Eight babies at one of the country’s busiest maternity hospitals developed a potentially dangerous infection that is resistant to multiple antibiotics.
The outbreak of S.capitis at the Rotunda Hospital meant the infants had to be isolated or nursed with strict contact precautions in the neo-natal intensive care unit.
Results showed that the eight infections, all discovered last year, were related and were likely due to “cross transmission”.
In an internal report, the Rotunda said dealing with the outbreak had been challenging due to “staffing and infrastructural deficits” at the hospital.
It said the “opportunistic pathogen” had been identified as a cause of infection in maternity and paediatric hospitals in France, the UK, Belgium, and Australia.
The report said it was resistant to “multiple antibiotics” and that babies infected needed to be treated with an “adequate spectrum of activity” to deal with it.

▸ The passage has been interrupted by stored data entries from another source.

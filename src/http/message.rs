//! HTTP message types
//!
//! This module defines the start-line building blocks shared by requests and
//! responses: methods, protocol versions and status codes.

use super::headers::is_token;
use super::{Error, Result};
use std::fmt;

/// HTTP methods
///
/// Any RFC 7230 token is a valid method; the registered ones get their own
/// variant.
#[derive(Debug, Clone, PartialEq, Eq, Hash)]
pub enum Method {
    Get,
    Head,
    Post,
    Put,
    Delete,
    Connect,
    Options,
    Trace,
    Patch,
    Extension(String),
}

impl Method {
    /// Parse method from string
    pub fn from_str(s: &str) -> Result<Self> {
        match s {
            "GET" => Ok(Method::Get),
            "HEAD" => Ok(Method::Head),
            "POST" => Ok(Method::Post),
            "PUT" => Ok(Method::Put),
            "DELETE" => Ok(Method::Delete),
            "CONNECT" => Ok(Method::Connect),
            "OPTIONS" => Ok(Method::Options),
            "TRACE" => Ok(Method::Trace),
            "PATCH" => Ok(Method::Patch),
            other if is_token(other) => Ok(Method::Extension(other.to_string())),
            _ => Err(Error::InvalidMethod(s.to_string())),
        }
    }

    /// Convert method to string
    pub fn as_str(&self) -> &str {
        match self {
            Method::Get => "GET",
            Method::Head => "HEAD",
            Method::Post => "POST",
            Method::Put => "PUT",
            Method::Delete => "DELETE",
            Method::Connect => "CONNECT",
            Method::Options => "OPTIONS",
            Method::Trace => "TRACE",
            Method::Patch => "PATCH",
            Method::Extension(m) => m,
        }
    }

    /// Methods whose url-encoded body is merged into the request form
    pub fn has_form_body(&self) -> bool {
        matches!(self, Method::Post | Method::Put | Method::Patch)
    }
}

impl Default for Method {
    fn default() -> Self {
        Method::Get
    }
}

impl fmt::Display for Method {
    fn fmt(&self, f: &mut fmt::Formatter<'_>) -> fmt::Result {
        write!(f, "{}", self.as_str())
    }
}

/// HTTP version (`HTTP/major.minor`)
#[derive(Debug, Clone, Copy, PartialEq, Eq, Hash, PartialOrd, Ord)]
pub struct Version {
    major: u8,
    minor: u8,
}

impl Version {
    pub const HTTP_10: Version = Version { major: 1, minor: 0 };
    pub const HTTP_11: Version = Version { major: 1, minor: 1 };

    pub const fn new(major: u8, minor: u8) -> Self {
        Version { major, minor }
    }

    /// Parse version from string
    pub fn from_str(s: &str) -> Result<Self> {
        match s {
            "HTTP/1.0" => return Ok(Version::HTTP_10),
            "HTTP/1.1" => return Ok(Version::HTTP_11),
            _ => {}
        }
        let invalid = || Error::InvalidVersion(s.to_string());
        let rest = s.strip_prefix("HTTP/").ok_or_else(invalid)?;
        let (major, minor) = rest.split_once('.').ok_or_else(invalid)?;
        let digits = |p: &str| -> Result<u8> {
            if p.is_empty() || p.len() > 3 || !p.bytes().all(|b| b.is_ascii_digit()) {
                return Err(invalid());
            }
            p.parse().map_err(|_| invalid())
        };
        Ok(Version {
            major: digits(major)?,
            minor: digits(minor)?,
        })
    }

    pub fn major(&self) -> u8 {
        self.major
    }

    pub fn minor(&self) -> u8 {
        self.minor
    }

    /// Whether this version is at least `major.minor`
    pub fn at_least(&self, major: u8, minor: u8) -> bool {
        (self.major, self.minor) >= (major, minor)
    }
}

impl fmt::Display for Version {
    fn fmt(&self, f: &mut fmt::Formatter<'_>) -> fmt::Result {
        write!(f, "HTTP/{}.{}", self.major, self.minor)
    }
}

impl Default for Version {
    fn default() -> Self {
        Version::HTTP_11
    }
}

/// HTTP status code
#[derive(Debug, Clone, Copy, PartialEq, Eq, Hash)]
pub struct Status {
    code: u16,
}

impl Status {
    /// Create a new status code
    pub fn new(code: u16) -> Result<Self> {
        if (100..600).contains(&code) {
            Ok(Status { code })
        } else {
            Err(Error::InvalidStatus(format!("status code {} out of range", code)))
        }
    }

    /// Parse the three-digit status code of a status line
    pub fn from_str(s: &str) -> Result<Self> {
        if s.len() != 3 || !s.bytes().all(|b| b.is_ascii_digit()) {
            return Err(Error::InvalidStatus(format!("malformed status code {:?}", s)));
        }
        let code = s
            .parse::<u16>()
            .map_err(|_| Error::InvalidStatus(format!("malformed status code {:?}", s)))?;
        Status::new(code)
    }

    /// Get the status code
    pub fn code(&self) -> u16 {
        self.code
    }

    /// Get the canonical reason phrase for this status code
    pub fn reason_phrase(&self) -> &'static str {
        match self.code {
            100 => "Continue",
            101 => "Switching Protocols",
            102 => "Processing",
            103 => "Early Hints",
            200 => "OK",
            201 => "Created",
            202 => "Accepted",
            203 => "Non-Authoritative Information",
            204 => "No Content",
            205 => "Reset Content",
            206 => "Partial Content",
            300 => "Multiple Choices",
            301 => "Moved Permanently",
            302 => "Found",
            303 => "See Other",
            304 => "Not Modified",
            305 => "Use Proxy",
            307 => "Temporary Redirect",
            308 => "Permanent Redirect",
            400 => "Bad Request",
            401 => "Unauthorized",
            402 => "Payment Required",
            403 => "Forbidden",
            404 => "Not Found",
            405 => "Method Not Allowed",
            406 => "Not Acceptable",
            407 => "Proxy Authentication Required",
            408 => "Request Timeout",
            409 => "Conflict",
            410 => "Gone",
            411 => "Length Required",
            412 => "Precondition Failed",
            413 => "Payload Too Large",
            414 => "URI Too Long",
            415 => "Unsupported Media Type",
            416 => "Range Not Satisfiable",
            417 => "Expectation Failed",
            426 => "Upgrade Required",
            428 => "Precondition Required",
            429 => "Too Many Requests",
            431 => "Request Header Fields Too Large",
            500 => "Internal Server Error",
            501 => "Not Implemented",
            502 => "Bad Gateway",
            503 => "Service Unavailable",
            504 => "Gateway Timeout",
            505 => "HTTP Version Not Supported",
            _ => "Unknown",
        }
    }

    /// Whether a message with this status may carry a body
    pub fn allows_body(&self) -> bool {
        !(self.is_informational() || self.code == 204 || self.code == 304)
    }

    /// Check if this is an informational status (1xx)
    pub fn is_informational(&self) -> bool {
        (100..200).contains(&self.code)
    }

    /// Check if this is a success status (2xx)
    pub fn is_success(&self) -> bool {
        (200..300).contains(&self.code)
    }

    /// Check if this is a redirection status (3xx)
    pub fn is_redirection(&self) -> bool {
        (300..400).contains(&self.code)
    }

    /// Check if this is a client error status (4xx)
    pub fn is_client_error(&self) -> bool {
        (400..500).contains(&self.code)
    }

    /// Check if this is a server error status (5xx)
    pub fn is_server_error(&self) -> bool {
        (500..600).contains(&self.code)
    }

    // Common status codes as constants
    pub const CONTINUE: Status = Status { code: 100 };
    pub const OK: Status = Status { code: 200 };
    pub const NO_CONTENT: Status = Status { code: 204 };
    pub const MOVED_PERMANENTLY: Status = Status { code: 301 };
    pub const NOT_MODIFIED: Status = Status { code: 304 };
    pub const BAD_REQUEST: Status = Status { code: 400 };
    pub const NOT_FOUND: Status = Status { code: 404 };
    pub const PAYLOAD_TOO_LARGE: Status = Status { code: 413 };
    pub const REQUEST_HEADER_FIELDS_TOO_LARGE: Status = Status { code: 431 };
    pub const INTERNAL_SERVER_ERROR: Status = Status { code: 500 };
    pub const NOT_IMPLEMENTED: Status = Status { code: 501 };
    pub const HTTP_VERSION_NOT_SUPPORTED: Status = Status { code: 505 };
}

impl fmt::Display for Status {
    fn fmt(&self, f: &mut fmt::Formatter<'_>) -> fmt::Result {
        write!(f, "{} {}", self.code, self.reason_phrase())
    }
}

The Rotunda alerted neighbouring maternity and paediatric hospitals asking them to review old samples to see if the infection was present.
It said that thirty samples submitted by four different hospitals – three in Dublin and one in Munster – had “revealed relatedness between isolates from different hospitals”.
The report said it appeared the S.capitis clone was “endemic” in neo-natal units but that the origin of it was still unknown.
“The clone identified is not the [type] reported elsewhere, but appears to be a predominant Irish clone which will require more extensive studies,” it added.